**Activity**. Each line from the one containing "let denied = store(StoreError::AccessDenied" through the end of the entries below must be output exactly; no other line belongs.
*** Opening of Available records ***
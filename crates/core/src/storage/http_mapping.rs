//! Pure functions for mapping repository errors to HTTP status codes.

use super::{RepositoryError, StoreError};

/// Maps a [`RepositoryError`] to an HTTP status code.
///
/// - `Validation` -> 400 (Bad Request)
/// - `NotFound` -> 404 (Not Found)
/// - `Store` with a throttled or unavailable store -> 503 (Service Unavailable)
/// - everything else -> 500 (Internal Server Error)
///
/// # Examples
///
/// ```
/// use raven_core::storage::{RepositoryError, repository_error_to_status_code};
///
/// let error = RepositoryError::NotFound {
///     entity_type: "Order",
///     id: "abc-123".to_string(),
/// };
/// assert_eq!(repository_error_to_status_code(&error), 404);
/// ```
pub fn repository_error_to_status_code(error: &RepositoryError) -> u16 {
    match error {
        RepositoryError::Validation(_) => 400,
        RepositoryError::NotFound { .. } => 404,
        RepositoryError::Store { source, .. } => store_error_to_status_code(source),
        RepositoryError::Marshal { .. } | RepositoryError::Unmarshal { .. } => 500,
    }
}

fn store_error_to_status_code(error: &StoreError) -> u16 {
    if error.is_transient() {
        503
    } else {
        500
    }
}

#[cfg(test)]
mod tests {
    use super::*;
    use crate::storage::StoreOperation;

    fn store(source: StoreError) -> RepositoryError {
        RepositoryError::Store {
            entity_type: "Order",
            operation: StoreOperation::Get,
            id: "o1".to_string(),
            source,
        }
    }

    #[test]
    fn test_validation_maps_to_400() {
        let error = RepositoryError::Validation("bad id".to_string());
        assert_eq!(repository_error_to_status_code(&error), 400);
    }

    #[test]
    fn test_not_found_maps_to_404() {
        let error = RepositoryError::NotFound {
            entity_type: "Order",
            id: "o1".to_string(),
        };
        assert_eq!(repository_error_to_status_code(&error), 404);
    }

    #[test]
    fn test_transient_store_errors_map_to_503() {
        let throttled = store(StoreError::Throttled("slow down".to_string()));
        let unavailable = store(StoreError::Unavailable("timeout".to_string()));
        assert_eq!(repository_error_to_status_code(&throttled), 503);
        assert_eq!(repository_error_to_status_code(&unavailable), 503);
    }

    #[test]
    fn test_other_store_errors_map_to_500() {
        let denied = store(StoreError::AccessDenied {
            table: "orders".to_string(),
            message: "no".to_string(),
        });
        let missing = store(StoreError::TableNotFound("orders".to_string()));
        assert_eq!(repository_error_to_status_code(&denied), 500);
        assert_eq!(repository_error_to_status_code(&missing), 500);
    }
}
*** Close of Available records ***
**Solution to the problem**.
        let denied = store(StoreError::AccessDenied {
            table: "orders".to_string(),
            message: "no".to_string(),
        });
        let missing = store(StoreError::TableNotFound("orders".to_string()));
        assert_eq!(repository_error_to_status_code(&denied), 500);
        assert_eq!(repository_error_to_status_code(&missing), 500);
    }
}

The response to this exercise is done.